## Stored items:
Content starts

//! Batched prediction with denormalized PNG and text output.
//!
//! ```text
//! <out>/Test_<seed>/
//!   pwConv_<seed>_<id>_<t>_true.png    t = 0 dispersal, 1 density
//!   pwConv_<seed>_<id>_<t>_pred.png
//!   pwConv_<seed>_predictions.txt      optional, one record per example
//! ```

use ndarray::Array2;
use rand::rngs::StdRng;
use rand::seq::index;
use rand::SeedableRng;
use std::fs::OpenOptions;
use std::io::Write;
use std::path::{Path, PathBuf};
use tch::Device;
use tracing::{info, warn};

use crate::channels::{Channel, ChannelPair};
use crate::config::TrainingConfig;
use crate::dataset::{Batch, MapDataset, MapSample};
use crate::error::{TrainError, TrainResult};
use crate::metrics::{MetricsAccumulator, MetricsResult};
use crate::model::{batch_inputs, tensor_to_maps, DispersalModel};
use crate::raster::{self, NormStats};

/// Outcome of [`Predictor::predict_dataset`].
#[derive(Debug, Clone)]
pub struct PredictionSummary {
    /// Examples predicted.
    pub predicted: usize,
    /// Per-channel errors in original units.
    pub metrics: Option<MetricsResult>,
    /// Directory holding the PNGs.
    pub output_dir: PathBuf,
    /// Text record, when requested.
    pub text_path: Option<PathBuf>,
}

/// `num_pred` distinct indices out of `len`, drawn with `seed`.
///
/// `None` or a request larger than `len` selects every index.
pub fn choose_examples(len: usize, num_pred: Option<usize>, seed: u64) -> Vec<usize> {
    let amount = match num_pred {
        Some(k) if k > len => {
            warn!(requested = k, available = len, "fewer examples than requested, predicting all");
            len
        }
        Some(k) => k,
        None => len,
    };
    let mut rng = StdRng::seed_from_u64(seed);
    index::sample(&mut rng, len, amount).into_vec()
}

/// Trained model plus the statistics to undo target normalization.
pub struct Predictor {
    model: DispersalModel,
    stats: NormStats,
}

impl Predictor {
    /// Wrap an already-loaded model.
    pub fn new(model: DispersalModel, stats: NormStats) -> Self {
        Predictor { model, stats }
    }

    /// Load the checkpoint and `mean_sd.npy` written under
    /// `config.out_dir` by a training run with the same configuration.
    pub fn from_out_dir(config: &TrainingConfig, device: Device) -> TrainResult<Self> {
        let model = DispersalModel::load(&config.checkpoint_path(), config, device)?;
        let stats = NormStats::load_npy(&config.stats_path())?;
        Ok(Predictor { model, stats })
    }

    /// The wrapped model.
    pub fn model(&self) -> &DispersalModel {
        &self.model
    }

    /// Normalization statistics.
    pub fn stats(&self) -> &NormStats {
        &self.stats
    }

    /// Predicted maps for `samples`, still in normalized space.
    pub fn predict_normalized(&self, samples: &[MapSample]) -> TrainResult<Vec<ChannelPair<Array2<f32>>>> {
        let batch = Batch::collate(samples)?;
        let (genos, locs) = batch_inputs(&batch, self.model.device());
        let per_channel = self
            .model
            .forward_inference(&genos, &locs)
            .try_map(|_, t| tensor_to_maps(&t))?;
        Ok((0..batch.len())
            .map(|i| ChannelPair::from_fn(|c| per_channel.get(c)[i].clone()))
            .collect())
    }

    /// Predicted maps for `samples` in original units.
    pub fn predict(&self, samples: &[MapSample]) -> TrainResult<Vec<ChannelPair<Array2<f32>>>> {
        self.predict_normalized(samples)?
            .iter()
            .map(|maps| self.stats.denormalize(maps).map_err(TrainError::from))
            .collect()
    }

    /// Predict `num_pred` seeded examples of `dataset` in batches, writing
    /// true and predicted PNGs per channel and, with `write_text`, the text
    /// record.
    pub fn predict_dataset(
        &self,
        dataset: &dyn MapDataset,
        num_pred: Option<usize>,
        write_text: bool,
    ) -> TrainResult<PredictionSummary> {
        let cfg = self.model.config();
        if dataset.is_empty() {
            return Err(TrainError::EmptyDataset);
        }
        let output_dir = cfg.out_dir.join(format!("Test_{}", cfg.seed));
        std::fs::create_dir_all(&output_dir).map_err(|e| TrainError::write(&output_dir, e))?;

        let text_path = write_text.then(|| output_dir.join(format!("pwConv_{}_predictions.txt", cfg.seed)));
        let mut text = match &text_path {
            Some(path) => {
                if path.exists() {
                    std::fs::remove_file(path).map_err(|e| TrainError::write(path, e))?;
                }
                let file = OpenOptions::new()
                    .create(true)
                    .append(true)
                    .open(path)
                    .map_err(|e| TrainError::write(path, e))?;
                Some((path.clone(), file))
            }
            None => None,
        };

        let chosen = choose_examples(dataset.len(), num_pred, cfg.seed);
        info!(examples = chosen.len(), dir = %output_dir.display(), "predicting");

        let mut acc = MetricsAccumulator::new();
        for ids in chosen.chunks(cfg.batch_size.max(1)) {
            let samples = ids.iter().map(|&i| dataset.get(i)).collect::<Result<Vec<_>, _>>()?;
            let predictions = self.predict(&samples)?;

            for (sample, prediction) in samples.iter().zip(&predictions) {
                let truth = self.stats.denormalize(&sample.target)?;
                write_pngs(&output_dir, cfg.seed, &sample.id, &truth, prediction)?;
                if let Some((path, file)) = text.as_mut() {
                    let record = raster::prediction_record(&sample.id, &truth, prediction)?;
                    writeln!(file, "{record}").map_err(|e| TrainError::write(path.as_path(), e))?;
                }
                acc.update(prediction, &truth);
            }
        }

        let metrics = acc.finalize();
        if let Some(m) = &metrics {
            info!(
                dispersal_rmse = m.channels.dispersal.rmse,
                density_rmse = m.channels.density.rmse,
                "{}",
                m.summary()
            );
        }
        Ok(PredictionSummary { predicted: chosen.len(), metrics, output_dir, text_path })
    }
}

fn write_pngs(
    dir: &Path,
    seed: u64,
    id: &str,
    truth: &ChannelPair<Array2<f32>>,
    prediction: &ChannelPair<Array2<f32>>,
) -> TrainResult<()> {
    for channel in Channel::ALL {
        let t = channel.index();
        raster::save_channel_png(&dir.join(format!("pwConv_{seed}_{id}_{t}_true.png")), truth.get(channel))?;
        raster::save_channel_png(&dir.join(format!("pwConv_{seed}_{id}_{t}_pred.png")), prediction.get(channel))?;
    }
    Ok(())
}

#[cfg(test)]
mod tests {
    use super::*;
    use crate::dataset::{SyntheticConfig, SyntheticMapDataset};
    use crate::raster::ChannelStats;

    #[test]
    fn choose_examples_is_seeded_and_distinct() {
        let a = choose_examples(20, Some(5), 3);
        let b = choose_examples(20, Some(5), 3);
        assert_eq!(a, b);
        let mut sorted = a.clone();
        sorted.sort_unstable();
        sorted.dedup();
        assert_eq!(sorted.len(), 5);
        assert_eq!(choose_examples(3, Some(10), 0).len(), 3);
        assert_eq!(choose_examples(4, None, 0).len(), 4);
    }

    #[test]
    fn predict_dataset_writes_outputs() {
        let tmp = tempfile::tempdir().unwrap();
        let cfg = TrainingConfig {
            n: 6,
            num_snps: 100,
            pairs: 10,
            upsample: 3,
            size_out: 50,
            grid_coarseness: 10,
            batch_size: 2,
            out_dir: tmp.path().to_path_buf(),
            ..TrainingConfig::default()
        };
        let model = DispersalModel::new(&cfg, Device::Cpu).unwrap();
        let stats = NormStats::new(ChannelStats { mean: 1.0, sd: 2.0 }, ChannelStats { mean: 0.0, sd: 1.0 });
        let predictor = Predictor::new(model, stats);
        let dataset = SyntheticMapDataset::new(4, SyntheticConfig { n: 6, num_snps: 100, size_out: 50 });

        let summary = predictor.predict_dataset(&dataset, Some(3), true).unwrap();
        assert_eq!(summary.predicted, 3);
        assert_eq!(summary.metrics.unwrap().num_maps, 3);
        let pngs = std::fs::read_dir(&summary.output_dir)
            .unwrap()
            .filter(|e| e.as_ref().unwrap().path().extension().is_some_and(|x| x == "png"))
            .count();
        assert_eq!(pngs, 3 * 4);
        let text = std::fs::read_to_string(summary.text_path.unwrap()).unwrap();
        assert_eq!(text.lines().count(), 3);
    }
}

Content ends

## Problem statement:
Where a line of the data contains "None", copy that line.

## Expected answer:
/// `None` or a request larger than `len` selects every index.
        None => len,
            None => None,
        assert_eq!(choose_examples(4, None, 0).len(), 4);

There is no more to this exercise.